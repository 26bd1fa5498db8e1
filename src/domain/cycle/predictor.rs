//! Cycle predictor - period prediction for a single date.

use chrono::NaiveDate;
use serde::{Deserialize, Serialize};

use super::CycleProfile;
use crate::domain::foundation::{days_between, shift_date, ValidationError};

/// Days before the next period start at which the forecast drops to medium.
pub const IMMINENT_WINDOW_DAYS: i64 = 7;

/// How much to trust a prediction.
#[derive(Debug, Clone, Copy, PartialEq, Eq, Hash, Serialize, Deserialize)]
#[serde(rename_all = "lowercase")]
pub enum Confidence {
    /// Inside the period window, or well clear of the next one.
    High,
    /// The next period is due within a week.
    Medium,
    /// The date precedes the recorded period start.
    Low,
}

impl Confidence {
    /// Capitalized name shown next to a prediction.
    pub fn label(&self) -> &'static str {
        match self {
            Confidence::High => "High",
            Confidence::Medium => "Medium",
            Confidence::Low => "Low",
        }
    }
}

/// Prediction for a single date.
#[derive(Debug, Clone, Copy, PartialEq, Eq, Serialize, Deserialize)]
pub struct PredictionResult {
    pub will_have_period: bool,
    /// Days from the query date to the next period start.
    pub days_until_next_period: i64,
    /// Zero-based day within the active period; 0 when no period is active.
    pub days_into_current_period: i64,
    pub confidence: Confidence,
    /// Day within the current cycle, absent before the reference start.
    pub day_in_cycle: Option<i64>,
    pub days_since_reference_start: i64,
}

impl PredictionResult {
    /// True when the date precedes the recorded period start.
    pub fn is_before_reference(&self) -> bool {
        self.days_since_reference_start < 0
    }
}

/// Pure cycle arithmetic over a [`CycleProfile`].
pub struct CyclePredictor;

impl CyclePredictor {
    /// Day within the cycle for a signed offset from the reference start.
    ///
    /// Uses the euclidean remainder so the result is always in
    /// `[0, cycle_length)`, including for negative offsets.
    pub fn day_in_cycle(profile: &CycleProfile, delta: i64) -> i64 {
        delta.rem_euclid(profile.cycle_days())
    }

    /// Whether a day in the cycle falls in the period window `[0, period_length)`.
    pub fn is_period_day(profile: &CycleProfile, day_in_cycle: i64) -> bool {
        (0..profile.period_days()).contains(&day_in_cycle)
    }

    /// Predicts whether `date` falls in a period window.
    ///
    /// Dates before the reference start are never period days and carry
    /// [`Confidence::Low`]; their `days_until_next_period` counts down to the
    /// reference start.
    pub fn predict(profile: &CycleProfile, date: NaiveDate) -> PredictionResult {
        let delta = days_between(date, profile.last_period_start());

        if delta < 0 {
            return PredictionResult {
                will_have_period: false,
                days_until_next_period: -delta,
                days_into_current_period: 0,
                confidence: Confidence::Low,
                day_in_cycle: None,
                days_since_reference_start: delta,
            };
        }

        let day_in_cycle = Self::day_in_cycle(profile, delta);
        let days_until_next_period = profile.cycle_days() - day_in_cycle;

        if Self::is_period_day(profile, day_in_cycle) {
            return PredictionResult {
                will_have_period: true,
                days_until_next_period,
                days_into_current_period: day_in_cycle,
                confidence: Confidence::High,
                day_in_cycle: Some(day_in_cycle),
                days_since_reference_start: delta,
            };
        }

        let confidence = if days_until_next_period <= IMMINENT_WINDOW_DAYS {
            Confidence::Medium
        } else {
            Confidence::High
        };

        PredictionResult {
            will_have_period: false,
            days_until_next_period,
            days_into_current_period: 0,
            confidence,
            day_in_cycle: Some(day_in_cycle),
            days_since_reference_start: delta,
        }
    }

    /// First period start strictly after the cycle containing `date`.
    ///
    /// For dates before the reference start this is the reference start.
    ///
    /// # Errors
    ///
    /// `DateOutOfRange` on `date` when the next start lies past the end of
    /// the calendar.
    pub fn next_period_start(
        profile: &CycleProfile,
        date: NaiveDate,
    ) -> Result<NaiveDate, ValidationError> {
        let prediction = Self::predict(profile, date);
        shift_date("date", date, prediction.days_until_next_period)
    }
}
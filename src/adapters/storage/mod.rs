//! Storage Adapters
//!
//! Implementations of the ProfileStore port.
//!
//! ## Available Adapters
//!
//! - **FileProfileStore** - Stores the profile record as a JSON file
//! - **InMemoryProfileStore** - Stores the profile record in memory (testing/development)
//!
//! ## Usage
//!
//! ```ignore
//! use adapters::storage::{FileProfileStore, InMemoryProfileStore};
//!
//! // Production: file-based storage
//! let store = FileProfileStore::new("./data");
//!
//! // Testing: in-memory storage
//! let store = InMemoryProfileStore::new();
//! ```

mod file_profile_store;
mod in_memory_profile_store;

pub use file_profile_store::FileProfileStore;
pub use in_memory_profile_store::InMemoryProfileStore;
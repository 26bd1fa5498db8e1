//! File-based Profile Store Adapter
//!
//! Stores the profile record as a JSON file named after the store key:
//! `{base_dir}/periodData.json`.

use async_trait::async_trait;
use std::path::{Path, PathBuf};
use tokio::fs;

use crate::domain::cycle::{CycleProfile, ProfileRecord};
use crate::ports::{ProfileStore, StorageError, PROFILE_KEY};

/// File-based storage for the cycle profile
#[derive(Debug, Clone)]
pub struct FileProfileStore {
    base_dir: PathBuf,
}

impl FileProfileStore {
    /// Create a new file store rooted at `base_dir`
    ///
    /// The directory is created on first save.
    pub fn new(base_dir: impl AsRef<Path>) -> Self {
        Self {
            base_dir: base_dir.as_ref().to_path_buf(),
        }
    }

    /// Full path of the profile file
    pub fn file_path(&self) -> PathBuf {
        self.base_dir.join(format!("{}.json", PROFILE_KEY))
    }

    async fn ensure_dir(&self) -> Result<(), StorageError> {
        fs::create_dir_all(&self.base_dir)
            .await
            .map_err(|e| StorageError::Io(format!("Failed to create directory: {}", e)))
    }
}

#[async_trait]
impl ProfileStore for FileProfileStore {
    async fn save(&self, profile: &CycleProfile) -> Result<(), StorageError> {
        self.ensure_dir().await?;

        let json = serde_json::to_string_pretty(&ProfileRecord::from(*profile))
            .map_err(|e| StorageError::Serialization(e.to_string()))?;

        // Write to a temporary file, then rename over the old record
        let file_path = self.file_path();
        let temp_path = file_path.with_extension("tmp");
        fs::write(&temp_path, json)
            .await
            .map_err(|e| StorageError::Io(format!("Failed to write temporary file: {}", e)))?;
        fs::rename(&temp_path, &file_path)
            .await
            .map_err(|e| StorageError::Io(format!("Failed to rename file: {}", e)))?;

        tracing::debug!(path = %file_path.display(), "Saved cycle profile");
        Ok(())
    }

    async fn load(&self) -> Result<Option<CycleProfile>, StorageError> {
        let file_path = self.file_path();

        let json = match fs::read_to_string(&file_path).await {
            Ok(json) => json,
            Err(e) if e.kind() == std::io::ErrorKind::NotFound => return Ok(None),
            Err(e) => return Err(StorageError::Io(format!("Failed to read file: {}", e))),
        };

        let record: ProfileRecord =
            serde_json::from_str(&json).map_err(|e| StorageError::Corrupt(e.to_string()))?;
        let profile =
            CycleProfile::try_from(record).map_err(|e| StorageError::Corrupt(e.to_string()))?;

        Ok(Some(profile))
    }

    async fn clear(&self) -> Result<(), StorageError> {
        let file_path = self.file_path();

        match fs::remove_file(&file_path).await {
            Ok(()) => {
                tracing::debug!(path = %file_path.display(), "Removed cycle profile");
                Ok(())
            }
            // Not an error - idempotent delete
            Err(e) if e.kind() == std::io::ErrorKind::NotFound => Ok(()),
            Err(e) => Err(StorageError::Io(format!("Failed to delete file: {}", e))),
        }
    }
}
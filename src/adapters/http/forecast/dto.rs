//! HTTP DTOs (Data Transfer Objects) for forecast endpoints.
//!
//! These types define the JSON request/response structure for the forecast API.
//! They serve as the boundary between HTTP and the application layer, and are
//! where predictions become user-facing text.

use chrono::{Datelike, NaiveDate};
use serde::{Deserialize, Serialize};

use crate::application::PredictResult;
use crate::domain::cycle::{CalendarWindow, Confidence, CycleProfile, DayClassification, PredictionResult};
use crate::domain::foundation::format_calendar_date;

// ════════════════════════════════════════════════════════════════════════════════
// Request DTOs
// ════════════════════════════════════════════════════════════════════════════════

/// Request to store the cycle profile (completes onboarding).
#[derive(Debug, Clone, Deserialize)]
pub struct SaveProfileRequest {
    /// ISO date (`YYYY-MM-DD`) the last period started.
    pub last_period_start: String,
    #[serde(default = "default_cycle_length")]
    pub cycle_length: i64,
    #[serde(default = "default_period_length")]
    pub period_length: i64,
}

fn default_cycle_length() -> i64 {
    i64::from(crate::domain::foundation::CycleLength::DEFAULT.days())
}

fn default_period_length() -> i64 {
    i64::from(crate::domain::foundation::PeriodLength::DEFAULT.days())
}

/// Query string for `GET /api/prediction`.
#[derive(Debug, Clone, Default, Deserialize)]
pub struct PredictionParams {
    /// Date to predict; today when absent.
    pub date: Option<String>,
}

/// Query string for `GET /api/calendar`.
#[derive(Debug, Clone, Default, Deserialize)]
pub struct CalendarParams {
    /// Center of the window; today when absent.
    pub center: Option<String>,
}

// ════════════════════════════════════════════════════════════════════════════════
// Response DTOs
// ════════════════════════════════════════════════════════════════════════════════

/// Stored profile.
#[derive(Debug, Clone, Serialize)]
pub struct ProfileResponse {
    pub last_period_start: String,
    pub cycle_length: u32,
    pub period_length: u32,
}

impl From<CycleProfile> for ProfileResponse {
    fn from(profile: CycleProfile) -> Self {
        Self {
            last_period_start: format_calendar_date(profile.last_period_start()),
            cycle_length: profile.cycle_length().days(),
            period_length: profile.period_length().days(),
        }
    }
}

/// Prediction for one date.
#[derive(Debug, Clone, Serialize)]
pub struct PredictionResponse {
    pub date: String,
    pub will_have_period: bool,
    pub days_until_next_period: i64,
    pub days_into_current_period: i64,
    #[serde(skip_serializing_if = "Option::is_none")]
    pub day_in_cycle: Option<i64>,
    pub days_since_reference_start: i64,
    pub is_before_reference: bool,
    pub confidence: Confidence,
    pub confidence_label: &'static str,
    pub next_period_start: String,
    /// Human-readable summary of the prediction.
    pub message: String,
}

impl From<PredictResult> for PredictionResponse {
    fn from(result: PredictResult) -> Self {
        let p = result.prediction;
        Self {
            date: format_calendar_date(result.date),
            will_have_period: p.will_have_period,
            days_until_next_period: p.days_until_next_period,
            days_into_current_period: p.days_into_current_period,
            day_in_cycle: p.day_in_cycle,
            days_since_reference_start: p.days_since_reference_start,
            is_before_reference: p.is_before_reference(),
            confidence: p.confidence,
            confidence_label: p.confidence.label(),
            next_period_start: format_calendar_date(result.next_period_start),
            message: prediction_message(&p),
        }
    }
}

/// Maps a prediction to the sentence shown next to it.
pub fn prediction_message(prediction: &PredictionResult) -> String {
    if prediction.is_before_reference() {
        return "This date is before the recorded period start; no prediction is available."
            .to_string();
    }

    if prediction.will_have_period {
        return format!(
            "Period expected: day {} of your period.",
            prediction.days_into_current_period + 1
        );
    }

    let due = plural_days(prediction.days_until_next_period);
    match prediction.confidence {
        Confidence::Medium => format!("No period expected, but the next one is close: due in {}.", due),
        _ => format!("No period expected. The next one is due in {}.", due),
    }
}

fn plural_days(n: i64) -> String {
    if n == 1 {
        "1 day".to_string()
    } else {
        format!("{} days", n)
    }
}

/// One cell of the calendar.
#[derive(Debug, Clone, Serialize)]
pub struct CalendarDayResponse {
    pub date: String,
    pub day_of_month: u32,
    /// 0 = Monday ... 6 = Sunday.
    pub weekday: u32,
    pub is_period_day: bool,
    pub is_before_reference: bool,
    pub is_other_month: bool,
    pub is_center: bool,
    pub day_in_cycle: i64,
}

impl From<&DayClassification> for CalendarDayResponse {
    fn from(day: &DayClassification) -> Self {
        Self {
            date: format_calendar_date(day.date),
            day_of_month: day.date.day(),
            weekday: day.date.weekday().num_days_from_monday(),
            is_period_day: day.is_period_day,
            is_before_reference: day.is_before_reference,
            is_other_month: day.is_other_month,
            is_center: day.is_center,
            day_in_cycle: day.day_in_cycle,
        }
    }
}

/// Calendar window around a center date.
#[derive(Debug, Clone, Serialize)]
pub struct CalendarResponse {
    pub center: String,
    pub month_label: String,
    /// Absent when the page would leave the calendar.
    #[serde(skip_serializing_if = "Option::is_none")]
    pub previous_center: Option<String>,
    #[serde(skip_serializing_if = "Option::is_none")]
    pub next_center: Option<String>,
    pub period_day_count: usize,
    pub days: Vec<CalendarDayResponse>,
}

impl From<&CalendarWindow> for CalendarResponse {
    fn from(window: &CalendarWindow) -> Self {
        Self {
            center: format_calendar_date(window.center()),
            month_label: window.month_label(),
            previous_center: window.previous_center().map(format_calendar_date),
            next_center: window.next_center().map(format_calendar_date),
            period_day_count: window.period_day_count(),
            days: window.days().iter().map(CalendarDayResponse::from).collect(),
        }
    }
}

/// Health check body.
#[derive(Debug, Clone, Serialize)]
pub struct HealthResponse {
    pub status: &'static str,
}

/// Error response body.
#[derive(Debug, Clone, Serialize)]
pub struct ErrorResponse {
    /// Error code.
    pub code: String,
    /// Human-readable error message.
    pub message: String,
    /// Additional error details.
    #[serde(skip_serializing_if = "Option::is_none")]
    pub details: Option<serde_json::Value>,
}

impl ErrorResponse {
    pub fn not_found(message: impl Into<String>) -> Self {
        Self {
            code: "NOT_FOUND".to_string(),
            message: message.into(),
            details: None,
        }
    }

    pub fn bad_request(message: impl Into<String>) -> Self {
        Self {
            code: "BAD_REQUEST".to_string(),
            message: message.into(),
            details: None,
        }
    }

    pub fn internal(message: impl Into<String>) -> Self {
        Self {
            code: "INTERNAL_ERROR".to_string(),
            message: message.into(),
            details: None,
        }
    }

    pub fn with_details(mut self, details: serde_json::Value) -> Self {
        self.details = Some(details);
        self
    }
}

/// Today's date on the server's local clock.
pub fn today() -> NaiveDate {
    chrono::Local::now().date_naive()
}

• [Task statement] Gather all lines from the records above in which "false" appears.

• [Finished task]
                will_have_period: false,
            will_have_period: false,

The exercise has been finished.